TASK = Transcribe exactly the lines that fall between the one holding "use signalsearcher::report::ReportFormat;" and the one holding "instead of CSV", inclusive, from the entries below.

(Saved data entries)

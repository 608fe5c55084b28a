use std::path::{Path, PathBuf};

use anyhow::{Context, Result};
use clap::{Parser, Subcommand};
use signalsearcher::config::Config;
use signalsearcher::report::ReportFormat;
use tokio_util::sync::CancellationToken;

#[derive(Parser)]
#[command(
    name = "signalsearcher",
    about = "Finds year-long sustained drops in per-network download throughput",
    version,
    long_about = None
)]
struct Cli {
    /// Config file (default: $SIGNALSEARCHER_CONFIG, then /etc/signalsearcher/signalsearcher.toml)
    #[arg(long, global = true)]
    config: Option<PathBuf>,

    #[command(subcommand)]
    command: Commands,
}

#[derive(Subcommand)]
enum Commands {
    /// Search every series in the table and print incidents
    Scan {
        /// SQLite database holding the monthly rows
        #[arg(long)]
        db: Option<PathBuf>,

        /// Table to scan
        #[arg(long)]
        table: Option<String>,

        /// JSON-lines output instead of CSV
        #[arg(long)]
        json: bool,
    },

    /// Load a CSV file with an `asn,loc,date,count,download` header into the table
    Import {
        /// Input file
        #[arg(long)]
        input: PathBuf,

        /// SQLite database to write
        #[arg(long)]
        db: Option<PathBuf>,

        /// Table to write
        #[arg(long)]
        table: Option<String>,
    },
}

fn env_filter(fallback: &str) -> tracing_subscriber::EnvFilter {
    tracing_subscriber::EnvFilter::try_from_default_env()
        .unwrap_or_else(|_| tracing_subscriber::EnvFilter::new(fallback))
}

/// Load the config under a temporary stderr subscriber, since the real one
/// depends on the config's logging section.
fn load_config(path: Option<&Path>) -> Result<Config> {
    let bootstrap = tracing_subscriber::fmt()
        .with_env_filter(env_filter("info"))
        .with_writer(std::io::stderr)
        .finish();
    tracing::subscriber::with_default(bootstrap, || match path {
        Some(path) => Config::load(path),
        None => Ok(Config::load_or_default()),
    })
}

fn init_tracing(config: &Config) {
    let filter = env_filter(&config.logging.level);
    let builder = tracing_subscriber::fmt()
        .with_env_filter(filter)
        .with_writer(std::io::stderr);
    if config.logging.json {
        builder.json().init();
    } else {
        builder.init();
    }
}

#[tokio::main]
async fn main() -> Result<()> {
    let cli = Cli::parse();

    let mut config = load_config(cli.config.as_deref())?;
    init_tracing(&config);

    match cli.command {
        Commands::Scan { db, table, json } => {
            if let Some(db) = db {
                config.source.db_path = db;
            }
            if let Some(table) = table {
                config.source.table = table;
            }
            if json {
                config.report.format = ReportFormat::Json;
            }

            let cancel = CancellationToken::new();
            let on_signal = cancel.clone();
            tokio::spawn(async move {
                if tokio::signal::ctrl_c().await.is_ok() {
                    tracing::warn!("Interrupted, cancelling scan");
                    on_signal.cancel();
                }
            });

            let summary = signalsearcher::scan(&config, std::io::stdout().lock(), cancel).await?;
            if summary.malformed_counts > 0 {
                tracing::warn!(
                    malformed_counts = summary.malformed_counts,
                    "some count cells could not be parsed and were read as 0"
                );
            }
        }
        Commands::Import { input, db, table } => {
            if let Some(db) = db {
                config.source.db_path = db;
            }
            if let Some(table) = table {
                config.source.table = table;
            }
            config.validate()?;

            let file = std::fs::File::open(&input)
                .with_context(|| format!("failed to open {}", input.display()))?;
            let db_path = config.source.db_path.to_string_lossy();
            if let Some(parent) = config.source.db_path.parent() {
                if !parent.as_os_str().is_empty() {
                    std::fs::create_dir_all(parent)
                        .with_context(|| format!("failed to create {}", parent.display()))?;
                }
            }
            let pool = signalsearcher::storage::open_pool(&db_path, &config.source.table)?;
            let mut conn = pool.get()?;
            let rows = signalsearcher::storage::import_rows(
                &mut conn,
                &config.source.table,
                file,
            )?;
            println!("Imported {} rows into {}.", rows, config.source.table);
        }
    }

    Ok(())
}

RESPONSE TO THIS TASK =
use signalsearcher::report::ReportFormat;
use tokio_util::sync::CancellationToken;

#[derive(Parser)]
#[command(
    name = "signalsearcher",
    about = "Finds year-long sustained drops in per-network download throughput",
    version,
    long_about = None
)]
struct Cli {
    /// Config file (default: $SIGNALSEARCHER_CONFIG, then /etc/signalsearcher/signalsearcher.toml)
    #[arg(long, global = true)]
    config: Option<PathBuf>,

    #[command(subcommand)]
    command: Commands,
}

#[derive(Subcommand)]
enum Commands {
    /// Search every series in the table and print incidents
    Scan {
        /// SQLite database holding the monthly rows
        #[arg(long)]
        db: Option<PathBuf>,

        /// Table to scan
        #[arg(long)]
        table: Option<String>,

        /// JSON-lines output instead of CSV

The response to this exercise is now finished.